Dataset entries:
================
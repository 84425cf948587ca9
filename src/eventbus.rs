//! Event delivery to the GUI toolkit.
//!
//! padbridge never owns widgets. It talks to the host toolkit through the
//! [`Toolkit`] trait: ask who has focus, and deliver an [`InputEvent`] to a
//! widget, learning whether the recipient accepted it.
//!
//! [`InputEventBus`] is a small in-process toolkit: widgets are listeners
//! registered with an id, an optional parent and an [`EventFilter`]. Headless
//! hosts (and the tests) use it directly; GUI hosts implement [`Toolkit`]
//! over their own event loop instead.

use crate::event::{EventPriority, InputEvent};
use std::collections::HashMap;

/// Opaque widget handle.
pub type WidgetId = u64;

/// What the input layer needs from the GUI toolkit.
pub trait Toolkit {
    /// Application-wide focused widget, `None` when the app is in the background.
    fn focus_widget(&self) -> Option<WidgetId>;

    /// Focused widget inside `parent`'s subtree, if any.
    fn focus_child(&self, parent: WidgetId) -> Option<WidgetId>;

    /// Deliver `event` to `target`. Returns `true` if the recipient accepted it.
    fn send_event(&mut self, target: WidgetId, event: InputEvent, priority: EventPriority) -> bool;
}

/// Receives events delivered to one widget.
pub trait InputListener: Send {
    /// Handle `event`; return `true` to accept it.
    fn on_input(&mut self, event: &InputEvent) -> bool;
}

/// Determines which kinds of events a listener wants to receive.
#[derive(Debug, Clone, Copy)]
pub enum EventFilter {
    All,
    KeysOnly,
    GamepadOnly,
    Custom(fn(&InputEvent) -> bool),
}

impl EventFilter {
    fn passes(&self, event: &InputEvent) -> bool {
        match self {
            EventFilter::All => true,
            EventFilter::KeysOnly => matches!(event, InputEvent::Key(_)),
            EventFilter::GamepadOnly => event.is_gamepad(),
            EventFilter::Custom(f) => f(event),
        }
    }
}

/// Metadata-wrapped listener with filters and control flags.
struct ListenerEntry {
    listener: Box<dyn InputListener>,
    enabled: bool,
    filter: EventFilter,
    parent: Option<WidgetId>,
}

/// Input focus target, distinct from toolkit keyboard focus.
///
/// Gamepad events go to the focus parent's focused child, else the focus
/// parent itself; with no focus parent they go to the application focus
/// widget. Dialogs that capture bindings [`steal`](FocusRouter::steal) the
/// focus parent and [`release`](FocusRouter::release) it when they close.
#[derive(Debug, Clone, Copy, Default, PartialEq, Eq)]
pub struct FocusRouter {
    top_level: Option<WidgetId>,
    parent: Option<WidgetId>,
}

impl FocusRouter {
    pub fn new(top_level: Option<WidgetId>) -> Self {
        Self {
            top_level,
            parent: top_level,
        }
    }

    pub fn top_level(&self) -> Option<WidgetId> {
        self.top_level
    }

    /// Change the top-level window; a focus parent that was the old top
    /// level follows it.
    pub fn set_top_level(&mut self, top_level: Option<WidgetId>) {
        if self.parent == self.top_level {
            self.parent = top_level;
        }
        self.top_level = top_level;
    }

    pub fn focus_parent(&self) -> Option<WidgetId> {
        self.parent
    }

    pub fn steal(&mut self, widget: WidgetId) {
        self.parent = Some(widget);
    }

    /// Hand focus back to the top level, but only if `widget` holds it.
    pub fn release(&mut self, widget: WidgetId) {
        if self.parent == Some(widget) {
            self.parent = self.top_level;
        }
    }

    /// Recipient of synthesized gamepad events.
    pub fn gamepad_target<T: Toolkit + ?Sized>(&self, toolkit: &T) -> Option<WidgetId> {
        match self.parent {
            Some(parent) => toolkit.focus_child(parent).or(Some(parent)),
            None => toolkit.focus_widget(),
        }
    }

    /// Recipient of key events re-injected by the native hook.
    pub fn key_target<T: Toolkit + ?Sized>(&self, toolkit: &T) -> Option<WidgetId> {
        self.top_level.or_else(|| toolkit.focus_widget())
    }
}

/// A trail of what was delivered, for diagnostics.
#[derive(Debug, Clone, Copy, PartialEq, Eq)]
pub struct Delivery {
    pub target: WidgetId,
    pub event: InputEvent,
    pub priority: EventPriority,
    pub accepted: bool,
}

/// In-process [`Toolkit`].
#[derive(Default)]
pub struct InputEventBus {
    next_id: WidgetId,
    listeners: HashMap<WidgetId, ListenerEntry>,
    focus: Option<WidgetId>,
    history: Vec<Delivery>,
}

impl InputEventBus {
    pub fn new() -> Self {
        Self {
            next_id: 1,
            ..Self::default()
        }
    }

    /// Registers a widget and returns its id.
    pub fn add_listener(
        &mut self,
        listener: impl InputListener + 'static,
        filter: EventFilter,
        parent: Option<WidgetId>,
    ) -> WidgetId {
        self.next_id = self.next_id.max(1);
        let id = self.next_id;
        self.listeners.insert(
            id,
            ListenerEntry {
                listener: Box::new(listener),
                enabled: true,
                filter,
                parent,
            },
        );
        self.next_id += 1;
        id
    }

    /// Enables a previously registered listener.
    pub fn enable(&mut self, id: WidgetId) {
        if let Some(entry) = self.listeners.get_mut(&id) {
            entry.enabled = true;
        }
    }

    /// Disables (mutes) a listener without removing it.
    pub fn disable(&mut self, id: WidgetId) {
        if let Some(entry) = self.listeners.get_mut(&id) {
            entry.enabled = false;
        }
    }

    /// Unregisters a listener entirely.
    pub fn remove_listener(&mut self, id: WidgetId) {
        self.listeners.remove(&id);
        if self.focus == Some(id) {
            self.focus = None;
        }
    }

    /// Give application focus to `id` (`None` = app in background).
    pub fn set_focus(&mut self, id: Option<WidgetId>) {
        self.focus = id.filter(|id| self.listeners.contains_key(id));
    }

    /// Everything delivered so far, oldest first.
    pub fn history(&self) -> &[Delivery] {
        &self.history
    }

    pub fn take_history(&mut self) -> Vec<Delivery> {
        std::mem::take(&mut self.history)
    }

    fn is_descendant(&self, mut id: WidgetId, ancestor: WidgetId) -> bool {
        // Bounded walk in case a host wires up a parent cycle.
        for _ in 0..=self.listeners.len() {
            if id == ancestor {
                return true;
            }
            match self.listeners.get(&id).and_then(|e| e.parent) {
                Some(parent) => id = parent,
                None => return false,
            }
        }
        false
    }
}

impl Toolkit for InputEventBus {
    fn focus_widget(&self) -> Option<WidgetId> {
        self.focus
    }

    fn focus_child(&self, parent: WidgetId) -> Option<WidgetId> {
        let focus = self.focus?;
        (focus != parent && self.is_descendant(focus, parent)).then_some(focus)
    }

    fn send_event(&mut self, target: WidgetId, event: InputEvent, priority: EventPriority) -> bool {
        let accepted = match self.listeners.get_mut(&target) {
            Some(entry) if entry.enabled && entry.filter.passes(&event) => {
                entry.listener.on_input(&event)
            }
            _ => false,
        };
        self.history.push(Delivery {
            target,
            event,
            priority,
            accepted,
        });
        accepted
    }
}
================
▶ [Work to be completed]:
Wherever the string "None" appears in the records above, copy the line it sits in.

▶ [Result for this exercise]:
    /// Application-wide focused widget, `None` when the app is in the background.
            None => toolkit.focus_widget(),
            self.focus = None;
    /// Give application focus to `id` (`None` = app in background).
                None => return false,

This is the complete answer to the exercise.